The LA Basin and Central Valley will flirt with the century mark in temps during the week of July 27. While this will increase natural gas demand as people start using their A/C, there’s a couple fundamentals in play that will prevent large draws from storage and basis blowouts. Diablo Canyon 2 generating plant, which has been on outage, should return in full by the end of the week and the PNW temps will be backing down. PG&E Citygate should settle in the $2.50 – $2.75 range. SoCal Citygate should move back up to ~$2.00/MMBtu. Aliso Canyon generating plant is closed right now on a maintenance outage through August 6 and Citygate pricing will only get to ~$2.00 with the temps setting up as they are is a direct result of the high gas storage levels in the state. In order to pull natural gas out of storage, both Citygates need to price above imports from the Rockies and PNW to avoid a congestion-pricing scenario later this summer.

The latest seasonal updates indicate that a developing La Niña in the equatorial Pacific is looking like it will dig in and influence weather patterns across the U.S. through the end of the year. What this typically means for the West is a warm and dry winter. This is a warning for possibly another rough fire season in 2021.

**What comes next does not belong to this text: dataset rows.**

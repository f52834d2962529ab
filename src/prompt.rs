//! Operator confirmation.

use crate::error::{Result, SyncError};
use std::io::IsTerminal;

/// Asks the operator a yes/no question.
pub trait Confirm {
    fn confirm(&mut self, prompt: &str) -> Result<bool>;
}

/// Answers yes without asking. Used for `--yes` and non-interactive runs.
#[derive(Debug, Clone, Copy, Default)]
pub struct AssumeYes;

impl Confirm for AssumeYes {
    fn confirm(&mut self, prompt: &str) -> Result<bool> {
        log::debug!("assuming yes: {}", prompt);
        Ok(true)
    }
}

/// Interactive prompt on the terminal.
#[derive(Debug, Clone, Copy)]
pub struct DialoguerConfirm {
    default: bool,
}

impl DialoguerConfirm {
    pub fn new(default: bool) -> Self {
        Self { default }
    }
}

impl Confirm for DialoguerConfirm {
    fn confirm(&mut self, prompt: &str) -> Result<bool> {
        dialoguer::Confirm::new()
            .with_prompt(prompt)
            .default(self.default)
            .interact()
            .map_err(|e| SyncError::UserError(format!("failed to read confirmation: {}", e)))
    }
}

/// Pick the confirmation strategy for this run.
///
/// Non-interactive runs (`--yes`, or stdin is not a terminal) answer yes.
/// Interactive runs prompt with "no" as the default answer, so the default
/// is always `!interactive`.
pub fn confirmer(assume_yes: bool) -> Box<dyn Confirm> {
    let interactive = !assume_yes && std::io::stdin().is_terminal();
    if interactive {
        Box::new(DialoguerConfirm::new(false))
    } else {
        Box::new(AssumeYes)
    }
}

#[cfg(test)]
mod tests {
    use super::*;

    #[test]
    fn test_assume_yes_confirms() {
        assert!(AssumeYes.confirm("Proceed?").unwrap());
    }

    #[test]
    fn test_assume_yes_flag_never_prompts() {
        let mut confirm = confirmer(true);
        assert!(confirm.confirm("Proceed?").unwrap());
    }
}
//! Convention-based exclusion of config objects from a changelist.
//!
//! A config object whose name starts with the directive prefix (`ignore.` by
//! default) is a *directive*; the rest of its name is the *target*. Both are
//! pulled out of the changelist of their collection, and an [`ExclusionPair`]
//! is recorded so the staged artifacts can be hidden from the importer's own
//! full-tree validation.

use crate::changelist::{ChangeList, ChangeListComparer, ChangeOperation};
use crate::store::Collection;
use serde::Serialize;

/// A directive and its target, removed together from one collection.
#[derive(Debug, Clone, PartialEq, Eq, Serialize)]
pub struct ExclusionPair {
    /// The directive name, e.g. `ignore.system.site`.
    pub directive: String,

    /// The target name, e.g. `system.site`.
    pub target: String,

    /// Collection both names were removed from.
    pub collection: Collection,

    /// Bucket the directive was found in.
    pub operation: ChangeOperation,
}

impl ExclusionPair {
    /// The two names this pair hides, directive first.
    pub fn names(&self) -> [&str; 2] {
        [&self.directive, &self.target]
    }
}

/// Target of a directive name, or `None` if `name` is not a valid directive.
///
/// A name equal to the bare prefix has an empty target and is not a directive.
/// An empty prefix matches nothing.
pub fn directive_target<'a>(name: &'a str, prefix: &str) -> Option<&'a str> {
    if prefix.is_empty() {
        return None;
    }
    name.strip_prefix(prefix).filter(|target| !target.is_empty())
}

/// Resolves directives in a changelist through a [`ChangeListComparer`].
pub struct ExclusionResolver<'a, C: ChangeListComparer + ?Sized> {
    comparer: &'a C,
    prefix: String,
}

impl<'a, C: ChangeListComparer + ?Sized> ExclusionResolver<'a, C> {
    pub fn new(comparer: &'a C, prefix: impl Into<String>) -> Self {
        Self {
            comparer,
            prefix: prefix.into(),
        }
    }

    /// Prune every directive and its target from `changes`.
    ///
    /// Directives are taken from a snapshot of the input, so each one yields
    /// exactly one pair even if an earlier directive already removed it as its
    /// target. Directives with an empty target are left in place.
    pub fn resolve(&self, changes: ChangeList) -> (ChangeList, Vec<ExclusionPair>) {
        if self.prefix.is_empty() {
            log::debug!("no directive prefix configured; skipping exclusion");
            return (changes, Vec::new());
        }

        let directives: Vec<(Collection, ChangeOperation, String)> = changes
            .rows()
            .filter(|(_, _, name)| name.starts_with(&self.prefix))
            .map(|(collection, op, name)| (collection.clone(), op, name.to_string()))
            .collect();

        let mut pruned = changes;
        let mut pairs = Vec::new();

        for (collection, operation, directive) in directives {
            let Some(target) = directive_target(&directive, &self.prefix) else {
                log::warn!(
                    "'{}' in collection {} has no target name; leaving it in the changelist",
                    directive,
                    collection
                );
                continue;
            };
            let target = target.to_string();

            for name in [&directive, &target] {
                for op in ChangeOperation::ALL {
                    pruned = self.comparer.remove(pruned, &collection, op, name);
                }
            }

            log::info!(
                "excluding '{}' and '{}' from collection {}",
                directive,
                target,
                collection
            );

            pairs.push(ExclusionPair {
                directive,
                target,
                collection,
                operation,
            });
        }

        (pruned, pairs)
    }
}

CAISO just set a new record for solar generation on June 29 when the meter read 12.016 GW at 12:32pm; an impressive 93.3% capacity factor given the CAISO’s metered solar capacity of 12.875 GW. In addition, there is roughly another 8.5 GW of solar capacity lurking on California’s grid in the form of residential and commercial rooftop arrays that are unmetered. Solar represents 54.9% of the 23.448 GW of installed renewable capacity (solar, wind, hydro, geothermal, etc.) as of July 1.

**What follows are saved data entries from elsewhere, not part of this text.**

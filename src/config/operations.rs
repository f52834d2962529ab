//! Config loading and validation.

use super::model::Config;
use crate::error::{Result, SyncError};
use std::path::Path;

impl Config {
    /// Load config from a YAML file.
    pub fn load<P: AsRef<Path>>(path: P) -> Result<Self> {
        let path = path.as_ref();

        let content = std::fs::read_to_string(path).map_err(|e| {
            SyncError::UserError(format!(
                "failed to read config file '{}': {}",
                path.display(),
                e
            ))
        })?;

        Self::from_yaml(&content)
    }

    /// Load config from `path` if it exists, otherwise return validated defaults.
    pub fn load_or_default<P: AsRef<Path>>(path: P) -> Result<Self> {
        let path = path.as_ref();
        if path.exists() {
            Self::load(path)
        } else {
            log::debug!("no config file at {}, using defaults", path.display());
            Ok(Self::default())
        }
    }

    /// Parse config from a YAML string.
    ///
    /// Unknown fields are silently ignored for forward compatibility. An empty
    /// document yields the defaults.
    pub fn from_yaml(yaml: &str) -> Result<Self> {
        let config: Config = if yaml.trim().is_empty() {
            Config::default()
        } else {
            serde_yaml::from_str(yaml)
                .map_err(|e| SyncError::UserError(format!("failed to parse config YAML: {}", e)))?
        };

        config.validate()?;
        Ok(config)
    }

    /// Serialize config to a YAML string.
    pub fn to_yaml(&self) -> Result<String> {
        serde_yaml::to_string(self)
            .map_err(|e| SyncError::UserError(format!("failed to serialize config: {}", e)))
    }

    /// Validate config values.
    ///
    /// Rules:
    /// - at least one non-empty staging directory
    /// - `active_dir` must be non-empty
    /// - `file_extension` must be non-empty without a leading dot
    /// - `directive_prefix` must be non-empty
    /// - `lock_stale_minutes` must be positive
    pub fn validate(&self) -> Result<()> {
        if self.staging_dirs.is_empty() || self.staging_dirs.iter().any(|d| d.trim().is_empty())
        {
            return Err(invalid("staging_dirs must list at least one non-empty directory"));
        }

        if self.active_dir.trim().is_empty() {
            return Err(invalid("active_dir must be non-empty"));
        }

        if self.file_extension.is_empty() {
            return Err(invalid("file_extension must be non-empty"));
        }
        if self.file_extension.starts_with('.') {
            return Err(SyncError::UserError(format!(
                "config validation failed: file_extension must not have a leading dot (found '{}'). Use '{}' instead.",
                self.file_extension,
                self.file_extension.trim_start_matches('.')
            )));
        }

        if self.directive_prefix.is_empty() {
            return Err(invalid("directive_prefix must be non-empty"));
        }

        if self.lock_stale_minutes == 0 {
            return Err(invalid("lock_stale_minutes must be greater than 0"));
        }

        Ok(())
    }
}

fn invalid(reason: &str) -> SyncError {
    SyncError::UserError(format!("config validation failed: {}", reason))
}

Understanding the largest source of renewable generation on the grid is helpful to understand the staggering amount of renewable generation curtailment that has taken place this year. As renewable generation on the grid has increased over the last four years, the CAISO has been forced to curtail generation in ever increasing quantities to prevent damage to transmission lines and associated equipment. Curtailments most often occur in the middle of the day as behind the meter solar is peaking and load is disappearing from the grid. Since thermal generation and imports are typically running at minimum levels during this time, the only lever left to pull to balance the grid is curtailing output from wind and solar projects. In June, the CAISO curtailed 206.4 GWh of renewables, which were down from 255.3 GWh in May and 318.4 GWh in April. Year-to-date, there has been 1,280 GWh of renewable output curtailed, roughly equivalent to turning both generating units at Diablo Canyon off for about 26 days.

Bottom Line

Long-Term Natural Gas Prices Remain Low

Buy! Multi-year gas and electricity contracts remain low. Both the natural gas and electric market prices have been volatile but within a narrow range. Prior to COVID-19 natural gas producers had started to reduce rig accounts and they have accelerated since then. The associated drop in natural gas production has not yet manifested itself in the market’s supply data. Temperatures were above normal for both June and July and are predicted to be above normal for the remainder of the summer. The upcoming U.S. Presidential elections, international geopolitical news and the current resurgence of COVID-19 could exacerbate the situation. Work with your trusted broker on long-term pricing strategies in order to avoid market volatility and ensure some budget certainty.